··· Input records
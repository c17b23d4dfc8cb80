// crates/thicket-label/src/database.rs

//! The box database: a name <-> [`BoxId`] table plus each box's raw
//! textual tree-automaton definition.
//!
//! This crate only owns the *names* and raw definition text (`spec.md` §6:
//! "newline-separated name + textual TA"); parsing a definition into a
//! `TreeAut` is `thicket-fold`'s job, since that is the crate that already
//! depends on `thicket-automata` — keeping the parse out of here avoids a
//! dependency cycle between the two crates.

use crate::boxes::BoxId;
use std::collections::HashMap;
use std::fmt;

/// Box names are interned here, not in [`crate::arena::LabelArena`]: boxes
/// are named by the user/front end, not structurally deduplicated.
#[derive(Debug, Default, Clone)]
pub struct BoxManager {
    names: Vec<String>,
    by_name: HashMap<String, BoxId>,
    definitions: HashMap<BoxId, String>,
}

/// Error raised while parsing a box-database text file.
#[derive(Debug)]
pub struct MalformedEntry {
    pub line: usize,
    pub reason: String,
}

impl fmt::Display for MalformedEntry {
    fn fmt(&self, f: &mut fmt::Formatter<'_>) -> fmt::Result {
        write!(f, "line {}: {}", self.line, self.reason)
    }
}

impl std::error::Error for MalformedEntry {}

impl BoxManager {
    #[must_use]
    pub fn new() -> Self {
        Self::default()
    }

    /// Returns the id for `name`, registering a fresh one if it is new.
    pub fn intern_name(&mut self, name: &str) -> BoxId {
        if let Some(&id) = self.by_name.get(name) {
            return id;
        }
        let id = BoxId(u32::try_from(self.names.len()).expect("box database overflow"));
        self.names.push(name.to_string());
        self.by_name.insert(name.to_string(), id);
        id
    }

    #[must_use]
    pub fn name_of(&self, id: BoxId) -> Option<&str> {
        self.names.get(id.0 as usize).map(String::as_str)
    }

    #[must_use]
    pub fn id_of(&self, name: &str) -> Option<BoxId> {
        self.by_name.get(name).copied()
    }

    /// Registers (or overwrites, per `spec.md`'s "duplicate name
    /// overwrites" load semantics) the raw TA text for a box.
    pub fn define(&mut self, name: &str, ta_text: impl Into<String>) -> BoxId {
        let id = self.intern_name(name);
        self.definitions.insert(id, ta_text.into());
        id
    }

    #[must_use]
    pub fn definition(&self, id: BoxId) -> Option<&str> {
        self.definitions.get(&id).map(String::as_str)
    }

    /// Parses a box-database text file: each entry is a name line followed
    /// by its textual TA definition, up to the next name line (name lines
    /// start in column 0 with no leading whitespace; TA body lines are
    /// indented). Loading is idempotent: a repeated name overwrites the
    /// earlier definition, matching the file-format note in `spec.md` §6.
    pub fn load_text(&mut self, text: &str) -> Result<(), MalformedEntry> {
        let mut current: Option<(String, String)> = None;
        for (idx, raw_line) in text.lines().enumerate() {
            if raw_line.trim().is_empty() {
                continue;
            }
            let is_header = !raw_line.starts_with(char::is_whitespace);
            if is_header {
                if let Some((name, body)) = current.take() {
                    self.define(&name, body);
                }
                current = Some((raw_line.trim().to_string(), String::new()));
            } else {
                match current.as_mut() {
                    Some((_, body)) => {
                        body.push_str(raw_line.trim_start());
                        body.push('\n');
                    }
                    None => {
                        return Err(MalformedEntry {
                            line: idx + 1,
                            reason: "TA body line before any box name".to_string(),
                        });
                    }
                }
            }
        }
        if let Some((name, body)) = current {
            self.define(&name, body);
        }
        Ok(())
    }

    /// Serializes the database back to the newline-separated text format.
    #[must_use]
    pub fn to_text(&self) -> String {
        let mut out = String::new();
        for (idx, name) in self.names.iter().enumerate() {
            let id = BoxId(u32::try_from(idx).expect("box database overflow"));
            out.push_str(name);
            out.push('\n');
            if let Some(def) = self.definitions.get(&id) {
                for line in def.lines() {
                    out.push_str("  ");
                    out.push_str(line);
                    out.push('\n');
                }
            }
        }
        out
    }

    #[must_use]
    pub fn len(&self) -> usize {
        self.names.len()
    }

    #[must_use]
    pub fn is_empty(&self) -> bool {
        self.names.is_empty()
    }
}

#[cfg(test)]
mod tests {
    use super::*;

    #[test]
    fn round_trips_through_text() {
        let mut db = BoxManager::new();
        db.define("sll-seg", "q0 -> data(NULL)\n  q0 -> node(sel(0,8,0))(q0)\n");
        let text = db.to_text();
        let mut reloaded = BoxManager::new();
        reloaded.load_text(&text).unwrap();
        assert_eq!(reloaded.len(), 1);
        assert!(reloaded.definition(reloaded.id_of("sll-seg").unwrap()).is_some());
    }

    #[test]
    fn duplicate_name_overwrites() {
        let mut db = BoxManager::new();
        let text = "box-a\n  q0 -> data(1)\nbox-a\n  q0 -> data(2)\n";
        db.load_text(text).unwrap();
        assert_eq!(db.len(), 1);
        let id = db.id_of("box-a").unwrap();
        assert!(db.definition(id).unwrap().contains('2'));
    }

    #[test]
    fn body_before_any_name_is_an_error() {
        let mut db = BoxManager::new();
        let err = db.load_text("  q0 -> data(1)\n").unwrap_err();
        assert_eq!(err.line, 1);
    }
}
······
• Task requirements:
Go through the records above, find each line with the string "here", and copy it.

• Response:
//! depends on `thicket-automata` — keeping the parse out of here avoids a
/// Box names are interned here, not in [`crate::arena::LabelArena`]: boxes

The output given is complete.